Reproduce, without any change, the span of lines from the opening of the records below to the line containing "use keepsake_types::backend::GenerationParams;", inclusive.

=======

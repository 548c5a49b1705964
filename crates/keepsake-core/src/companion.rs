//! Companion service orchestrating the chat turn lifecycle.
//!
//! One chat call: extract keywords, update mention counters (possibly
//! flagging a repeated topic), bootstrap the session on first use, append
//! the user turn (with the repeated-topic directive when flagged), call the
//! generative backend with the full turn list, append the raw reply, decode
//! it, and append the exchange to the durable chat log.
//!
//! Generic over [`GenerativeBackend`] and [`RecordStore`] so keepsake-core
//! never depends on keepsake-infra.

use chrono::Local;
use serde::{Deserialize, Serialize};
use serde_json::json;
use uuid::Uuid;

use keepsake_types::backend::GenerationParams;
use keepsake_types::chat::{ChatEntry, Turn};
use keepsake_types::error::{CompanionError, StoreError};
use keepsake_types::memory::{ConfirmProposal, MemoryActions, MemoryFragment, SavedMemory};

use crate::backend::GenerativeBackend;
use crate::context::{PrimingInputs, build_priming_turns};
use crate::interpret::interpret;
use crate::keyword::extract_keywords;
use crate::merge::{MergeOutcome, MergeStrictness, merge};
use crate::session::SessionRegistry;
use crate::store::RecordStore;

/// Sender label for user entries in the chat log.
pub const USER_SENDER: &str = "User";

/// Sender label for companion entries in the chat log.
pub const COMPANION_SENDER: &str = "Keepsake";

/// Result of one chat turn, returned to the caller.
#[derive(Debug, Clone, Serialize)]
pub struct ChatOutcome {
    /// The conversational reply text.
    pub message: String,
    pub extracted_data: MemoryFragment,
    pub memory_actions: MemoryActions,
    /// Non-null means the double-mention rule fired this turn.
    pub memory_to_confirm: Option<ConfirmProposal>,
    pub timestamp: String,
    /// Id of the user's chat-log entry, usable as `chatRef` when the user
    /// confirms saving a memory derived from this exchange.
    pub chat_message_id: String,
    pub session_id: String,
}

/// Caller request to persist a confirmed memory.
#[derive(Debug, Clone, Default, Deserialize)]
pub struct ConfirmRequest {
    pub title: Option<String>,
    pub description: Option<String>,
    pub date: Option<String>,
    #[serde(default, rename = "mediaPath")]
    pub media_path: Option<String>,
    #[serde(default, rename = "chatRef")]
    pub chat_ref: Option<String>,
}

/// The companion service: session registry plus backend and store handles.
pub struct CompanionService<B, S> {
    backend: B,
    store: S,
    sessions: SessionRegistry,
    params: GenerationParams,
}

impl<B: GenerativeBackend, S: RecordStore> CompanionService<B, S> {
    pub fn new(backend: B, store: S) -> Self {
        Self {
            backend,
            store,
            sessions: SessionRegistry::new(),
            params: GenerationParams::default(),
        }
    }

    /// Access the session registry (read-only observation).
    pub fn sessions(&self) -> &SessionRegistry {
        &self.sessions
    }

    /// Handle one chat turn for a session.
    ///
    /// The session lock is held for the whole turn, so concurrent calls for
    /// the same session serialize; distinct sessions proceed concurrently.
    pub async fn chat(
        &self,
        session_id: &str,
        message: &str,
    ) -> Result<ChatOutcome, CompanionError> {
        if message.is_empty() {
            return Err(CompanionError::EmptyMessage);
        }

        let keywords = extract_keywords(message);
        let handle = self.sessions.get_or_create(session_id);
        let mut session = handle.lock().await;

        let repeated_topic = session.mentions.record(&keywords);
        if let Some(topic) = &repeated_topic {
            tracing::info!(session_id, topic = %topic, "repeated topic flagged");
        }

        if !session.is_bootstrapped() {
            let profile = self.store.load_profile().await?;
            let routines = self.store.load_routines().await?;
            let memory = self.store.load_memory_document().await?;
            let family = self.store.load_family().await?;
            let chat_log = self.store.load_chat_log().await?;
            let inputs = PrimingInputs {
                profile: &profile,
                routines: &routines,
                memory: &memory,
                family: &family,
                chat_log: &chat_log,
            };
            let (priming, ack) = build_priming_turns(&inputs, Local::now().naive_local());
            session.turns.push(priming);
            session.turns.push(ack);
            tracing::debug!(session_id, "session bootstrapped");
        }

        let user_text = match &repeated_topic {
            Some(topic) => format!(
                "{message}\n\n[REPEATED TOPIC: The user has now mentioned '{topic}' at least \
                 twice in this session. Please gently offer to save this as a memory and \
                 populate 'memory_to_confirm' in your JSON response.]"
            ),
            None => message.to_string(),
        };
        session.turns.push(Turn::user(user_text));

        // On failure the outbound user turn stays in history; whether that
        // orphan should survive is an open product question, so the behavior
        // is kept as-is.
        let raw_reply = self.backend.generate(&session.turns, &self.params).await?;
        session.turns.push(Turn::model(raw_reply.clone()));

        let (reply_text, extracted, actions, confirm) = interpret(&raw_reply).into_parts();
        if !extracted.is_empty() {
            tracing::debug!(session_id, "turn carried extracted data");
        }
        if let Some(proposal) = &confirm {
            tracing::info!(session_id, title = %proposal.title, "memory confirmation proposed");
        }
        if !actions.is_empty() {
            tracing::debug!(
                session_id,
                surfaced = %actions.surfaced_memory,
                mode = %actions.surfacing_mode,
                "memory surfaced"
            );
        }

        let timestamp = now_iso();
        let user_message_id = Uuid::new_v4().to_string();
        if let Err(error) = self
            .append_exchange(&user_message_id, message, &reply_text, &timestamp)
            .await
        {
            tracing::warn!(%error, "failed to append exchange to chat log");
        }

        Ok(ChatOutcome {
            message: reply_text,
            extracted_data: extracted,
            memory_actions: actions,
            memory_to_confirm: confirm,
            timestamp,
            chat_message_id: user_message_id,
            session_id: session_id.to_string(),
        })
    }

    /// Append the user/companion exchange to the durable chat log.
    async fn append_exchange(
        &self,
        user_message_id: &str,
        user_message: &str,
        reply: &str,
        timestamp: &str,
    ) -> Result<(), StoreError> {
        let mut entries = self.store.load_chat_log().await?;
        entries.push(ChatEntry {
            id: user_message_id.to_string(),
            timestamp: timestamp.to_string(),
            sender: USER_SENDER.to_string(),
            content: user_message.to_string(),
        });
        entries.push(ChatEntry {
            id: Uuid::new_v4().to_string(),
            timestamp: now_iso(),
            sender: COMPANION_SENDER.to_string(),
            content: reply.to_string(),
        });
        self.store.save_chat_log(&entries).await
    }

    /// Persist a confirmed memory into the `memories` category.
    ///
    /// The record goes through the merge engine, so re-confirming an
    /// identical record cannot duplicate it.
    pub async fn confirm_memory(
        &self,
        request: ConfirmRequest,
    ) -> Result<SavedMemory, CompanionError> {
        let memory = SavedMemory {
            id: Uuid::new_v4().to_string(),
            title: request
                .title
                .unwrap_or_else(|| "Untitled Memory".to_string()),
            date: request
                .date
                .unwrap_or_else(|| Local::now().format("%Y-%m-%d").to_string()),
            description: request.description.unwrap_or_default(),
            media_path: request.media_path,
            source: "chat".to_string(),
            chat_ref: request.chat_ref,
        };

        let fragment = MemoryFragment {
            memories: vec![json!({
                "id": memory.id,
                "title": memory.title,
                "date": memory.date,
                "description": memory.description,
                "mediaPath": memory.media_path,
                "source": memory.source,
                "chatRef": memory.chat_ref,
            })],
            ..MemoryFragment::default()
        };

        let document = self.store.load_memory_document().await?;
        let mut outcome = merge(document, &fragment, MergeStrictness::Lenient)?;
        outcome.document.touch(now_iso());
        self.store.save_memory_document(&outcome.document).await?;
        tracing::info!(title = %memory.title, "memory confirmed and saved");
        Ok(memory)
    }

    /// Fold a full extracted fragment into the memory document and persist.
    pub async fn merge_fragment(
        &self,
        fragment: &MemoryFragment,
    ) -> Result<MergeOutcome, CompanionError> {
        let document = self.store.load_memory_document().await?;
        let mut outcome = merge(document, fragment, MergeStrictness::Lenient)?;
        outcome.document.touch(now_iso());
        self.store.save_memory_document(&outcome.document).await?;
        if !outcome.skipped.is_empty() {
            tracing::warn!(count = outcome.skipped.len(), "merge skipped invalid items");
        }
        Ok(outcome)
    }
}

=======

__EXERCISE SOLUTION__
repository 548c5a49b1705964
filename crates/keepsake-core/src/companion.rs
//! Companion service orchestrating the chat turn lifecycle.
//!
//! One chat call: extract keywords, update mention counters (possibly
//! flagging a repeated topic), bootstrap the session on first use, append
//! the user turn (with the repeated-topic directive when flagged), call the
//! generative backend with the full turn list, append the raw reply, decode
//! it, and append the exchange to the durable chat log.
//!
//! Generic over [`GenerativeBackend`] and [`RecordStore`] so keepsake-core
//! never depends on keepsake-infra.

use chrono::Local;
use serde::{Deserialize, Serialize};
use serde_json::json;
use uuid::Uuid;

use keepsake_types::backend::GenerationParams;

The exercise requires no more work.